Consider the long term practically and maintenance of patio materials carefully....Most people only think about materials in terms of the cost but that should not be your only consideration. You don't always require the cheapest patio material. On the contrary, you also need to think about what patio materials are going to last for a long time and what kind of maintenance each type of material needs.
Creating privacy : If the patio is overlooked the patio design will need to include screening. Walls, hedges, pergolas, and fences can be included in the patio design to provide a sense of enclosure and privacy. When building a wall around a patio it is a great idea to include a window through to other garden areas so that the patio doesn't end up feeling to claustrophobic.
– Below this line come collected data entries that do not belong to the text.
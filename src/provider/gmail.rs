//! Gmail watch API client.
//!
//! A Gmail "subscription" is a `users.watch` registration pointing at a
//! Cloud Pub/Sub topic; the per-account routing key is the topic suffix.
//! Watches carry no expiry in our model (the topic outlives individual
//! watch windows), so liveness is maintained by the validation pass and by
//! re-issuing the watch, not by a renewal window.

use async_trait::async_trait;
use serde::Deserialize;

use super::{
    classify_response, routing_key, send_with_retry, ProviderError, RetryPolicy,
    SubscriptionClient,
};
use crate::config::GmailConfig;
use crate::types::{CreatedSubscription, MailAccount, Provider};

const GMAIL_API_BASE: &str = "https://gmail.googleapis.com/gmail/v1";

#[derive(Debug, Deserialize)]
#[serde(rename_all = "camelCase")]
struct WatchResponse {
    #[serde(default)]
    history_id: Option<String>,
    #[serde(default)]
    expiration: Option<String>,
}

pub struct GmailWatchClient {
    http: reqwest::Client,
    topic_prefix: String,
    retry: RetryPolicy,
}

impl GmailWatchClient {
    pub fn new(http: reqwest::Client, config: &GmailConfig) -> Self {
        Self {
            http,
            topic_prefix: config.pubsub_topic_prefix.clone(),
            retry: RetryPolicy::default(),
        }
    }

    /// Fully-qualified Pub/Sub topic for one routing key.
    fn topic_name(&self, key: &str) -> String {
        format!("{}-{}", self.topic_prefix, key)
    }

    async fn watch(
        &self,
        account: &MailAccount,
        token: &str,
    ) -> Result<WatchResponse, ProviderError> {
        let key = routing_key(account)?;
        let body = serde_json::json!({
            "topicName": self.topic_name(key),
            "labelIds": ["INBOX"],
            "labelFilterBehavior": "INCLUDE",
        });
        let resp = send_with_retry(
            self.http
                .post(format!("{GMAIL_API_BASE}/users/me/watch"))
                .bearer_auth(token)
                .json(&body),
            &self.retry,
        )
        .await?;

        let status = resp.status();
        if !status.is_success() {
            let text = resp.text().await.unwrap_or_default();
            return Err(classify_response(status, text));
        }
        Ok(resp.json().await?)
    }
}

#[async_trait]
impl SubscriptionClient for GmailWatchClient {
    fn provider(&self) -> Provider {
        Provider::Gmail
    }

    fn subscription_ttl(&self) -> Option<chrono::Duration> {
        None
    }

    async fn create(
        &self,
        account: &MailAccount,
        token: &str,
    ) -> Result<CreatedSubscription, ProviderError> {
        let key = routing_key(account)?.to_string();
        let watch = self.watch(account, token).await?;
        if let Some(expiration) = &watch.expiration {
            log::debug!(
                "Gmail watch for {} reports expiration {} (superseded by re-watch)",
                account.email,
                expiration
            );
        }
        Ok(CreatedSubscription {
            subscription_id: self.topic_name(&key),
            expiry: None,
            cursor: watch.history_id,
        })
    }

    async fn renew(&self, account: &MailAccount, token: &str) -> Result<bool, ProviderError> {
        // Renewal is just re-issuing the watch against the same topic.
        match self.watch(account, token).await {
            Ok(_) => Ok(true),
            Err(ProviderError::NotFound) => Ok(false),
            Err(e) => Err(e),
        }
    }

    async fn delete(&self, account: &MailAccount, token: &str) -> Result<bool, ProviderError> {
        let resp = send_with_retry(
            self.http
                .post(format!("{GMAIL_API_BASE}/users/me/stop"))
                .bearer_auth(token)
                .header(reqwest::header::CONTENT_LENGTH, 0),
            &self.retry,
        )
        .await?;

        let status = resp.status();
        if status.is_success() || status == reqwest::StatusCode::NOT_FOUND {
            return Ok(true);
        }
        let text = resp.text().await.unwrap_or_default();
        Err(classify_response(status, text))
    }

    async fn validate(&self, account: &MailAccount, token: &str) -> Result<bool, ProviderError> {
        // Gmail exposes no watch-inspection endpoint; profile reachability
        // is the proxy for "this account can still receive pushes".
        let resp = send_with_retry(
            self.http
                .get(format!("{GMAIL_API_BASE}/users/me/profile"))
                .bearer_auth(token),
            &self.retry,
        )
        .await?;

        let status = resp.status();
        if status.is_success() {
            return Ok(true);
        }
        if status == reqwest::StatusCode::TOO_MANY_REQUESTS
            || status == reqwest::StatusCode::REQUEST_TIMEOUT
            || status.is_server_error()
        {
            let text = resp.text().await.unwrap_or_default();
            return Err(classify_response(status, text));
        }
        log::debug!(
            "Gmail validate for {} returned {}, treating as unreachable",
            account.email,
            status
        );
        Ok(false)
    }
}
Windows in dividing walls create an interesting glimpse of the rest of the garden without compromising privacy.
Choosing the surface material : The most common surface for a patio are paving slabs. There are many different types of paving slab with a wide range of price tags. Steer clear of concrete slabs - they are often more expensive than natural stone, will fade over time and always end up looking fake. Indian Sandstone has dominated the paving slab market for years as it is cheap, natural, widely available and looks good.